Sa conviction d’obtenir un bon classement à Interlaken, Erna Fischbacher la puise dans l’entraînement intense auquel elle se soumet. Ces deux dernières semaines, elle a pratiqué le lancer pendant cinq heures. Normalement, on compte une heure par semaine. «J’aimerais m’entraîner une fois par jour,» poursuit-elle. Mais sa salle de sports n’est disponible qu’une fois par semaine et le vent empêche tout entraînement à l’extérieur. Le lancer de drapeau est décidément un sport à part, aussi bien pour les femmes que pour les hommes.

Yodel. La 28e Fête fédérale des yodleurs d’Interlaken a lieu du 16 au 19 juin.

Jury. On y attend quelque 11’000 yodleuses et yodleurs, lanceurs de drapeau et joueurs de cor des Alpes plus environ 200’000 visiteurs. Le clou de la rencontre est la compétition jugée par un jury. Environ cinq cents jeunes s’y mesureront dans leur propre catégorie.

Ministre. L’invité d’honneur de la manifestation sera le conseiller fédéral Johann Schneider-Ammann. A son issue aura lieu un cortège à travers les rues d’Interlaken.

Jugement. Lors des concours, 480 chœurs de yodleurs, 241 groupes de lanceurs de drapeau et 46 ensembles de cor des Alpes se soumettront au jugement de 140 jurés qui assisteront à 1500 représentations. Cette grande fête sera retransmise en partie par la télévision suisse.
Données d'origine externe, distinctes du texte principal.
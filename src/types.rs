//! Wire and result types shared across the client.

use crate::error::QueryError;
use crate::response::ApplicationError;
use serde::{Deserialize, Serialize};
use serde_json::Value;

/// Outcome of a terminal operation: exactly one variant is populated.
#[derive(Debug, Clone, PartialEq)]
pub enum QueryResult<T> {
    Success(T),
    Failure(ApplicationError),
}

impl<T> QueryResult<T> {
    pub fn is_success(&self) -> bool {
        matches!(self, QueryResult::Success(_))
    }

    pub fn success(self) -> Option<T> {
        match self {
            QueryResult::Success(value) => Some(value),
            QueryResult::Failure(_) => None,
        }
    }

    pub fn failure(&self) -> Option<&ApplicationError> {
        match self {
            QueryResult::Success(_) => None,
            QueryResult::Failure(err) => Some(err),
        }
    }

    /// Collapse into a `Result`, turning an application failure into an error.
    pub fn into_result(self) -> Result<T, QueryError> {
        match self {
            QueryResult::Success(value) => Ok(value),
            QueryResult::Failure(err) => Err(QueryError::Application(err)),
        }
    }

    pub fn map<U>(self, f: impl FnOnce(T) -> U) -> QueryResult<U> {
        match self {
            QueryResult::Success(value) => QueryResult::Success(f(value)),
            QueryResult::Failure(err) => QueryResult::Failure(err),
        }
    }
}

/// Pagination block returned by the query route
#[derive(Debug, Clone, Default, PartialEq, Eq, Serialize, Deserialize)]
pub struct Pagination {
    #[serde(default)]
    pub total_items: u64,
    #[serde(default)]
    pub total_pages: u64,
    #[serde(default)]
    pub per_page: u64,
    #[serde(default)]
    pub current_page: u64,
    #[serde(default)]
    pub has_next_page: bool,
    #[serde(default)]
    pub has_prev_page: bool,
}

/// Successful `find` payload
#[derive(Debug, Clone, PartialEq, Serialize, Deserialize)]
pub struct FindResult<T = Value> {
    pub items: Vec<T>,
    #[serde(default)]
    pub pagination: Option<Pagination>,
}

impl<T> FindResult<T> {
    pub fn has_next_page(&self) -> bool {
        self.pagination
            .as_ref()
            .map(|p| p.has_next_page)
            .unwrap_or(false)
    }

    pub fn len(&self) -> usize {
        self.items.len()
    }

    pub fn is_empty(&self) -> bool {
        self.items.is_empty()
    }
}

/// Per-request options forwarded to the site
#[derive(Debug, Clone, Default, PartialEq, Eq, Serialize, Deserialize)]
#[serde(rename_all = "camelCase")]
pub struct RequestOptions {
    /// Bypass collection permission checks (default: unset, site decides)
    #[serde(default, skip_serializing_if = "Option::is_none")]
    pub suppress_auth: Option<bool>,
    /// Skip data hooks registered on the collection (default: unset)
    #[serde(default, skip_serializing_if = "Option::is_none")]
    pub suppress_hooks: Option<bool>,
}

/// One item or a batch of items for insert/save
#[derive(Debug, Clone, PartialEq, Serialize, Deserialize)]
#[serde(untagged)]
pub enum Items {
    One(Value),
    Many(Vec<Value>),
}

impl From<Value> for Items {
    fn from(value: Value) -> Self {
        match value {
            Value::Array(items) => Items::Many(items),
            other => Items::One(other),
        }
    }
}

impl From<Vec<Value>> for Items {
    fn from(items: Vec<Value>) -> Self {
        Items::Many(items)
    }
}

/// One item id or a batch of ids for remove
#[derive(Debug, Clone, PartialEq, Eq, Serialize, Deserialize)]
#[serde(untagged)]
pub enum ItemIds {
    One(String),
    Many(Vec<String>),
}

impl From<&str> for ItemIds {
    fn from(id: &str) -> Self {
        ItemIds::One(id.to_string())
    }
}

impl From<String> for ItemIds {
    fn from(id: String) -> Self {
        ItemIds::One(id)
    }
}

impl From<Vec<String>> for ItemIds {
    fn from(ids: Vec<String>) -> Self {
        ItemIds::Many(ids)
    }
}

impl From<Vec<&str>> for ItemIds {
    fn from(ids: Vec<&str>) -> Self {
        ItemIds::Many(ids.into_iter().map(str::to_string).collect())
    }
}

impl ItemIds {
    /// No ids at all: an empty batch.
    pub fn is_empty(&self) -> bool {
        match self {
            ItemIds::One(_) => false,
            ItemIds::Many(ids) => ids.is_empty(),
        }
    }

    /// At least one id is blank.
    pub fn has_blank(&self) -> bool {
        match self {
            ItemIds::One(id) => id.trim().is_empty(),
            ItemIds::Many(ids) => ids.iter().any(|id| id.trim().is_empty()),
        }
    }
}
Chorégraphie. Le programme de chaque lanceur de drapeau lors de la Fête fédérale des yodleurs dure trois minutes. Il consiste en une chorégraphie de quarante-neuf figures possibles. Il y a des figures basses, avec le corps, plates, à mi-hauteur et en hauteur.

Règles. On ne peut utiliser que des drapeaux suisses ou cantonaux. Il doit mesurer 1,2 sur 1,2 mètre. La longueur de la hampe est libre ce qui influe sur son poids. Toutes les figues doivent être exécutées tant avec la main droite que la gauche. Le bras qui tient le drapeau doit être tendu et la main inutilisée doit immédiatement se poser sur la hanche. Le drapeau ne doit pas cesser de bouger, il doit rester déployé et ne peut toucher ni le corps ni le sol. Toute chute ou décollement des talons est sanctionnée par des points négatifs.

Quatre jurés jugent le programme. Note 1 ou «très bon»: 26 à 30 points (maximum); note 2 («bon»): 20 à 25,75 points; note 3 («satisfaisant»): 10 à 19,75 points; note 4 («insuffisant»): 0 à 9,75 points.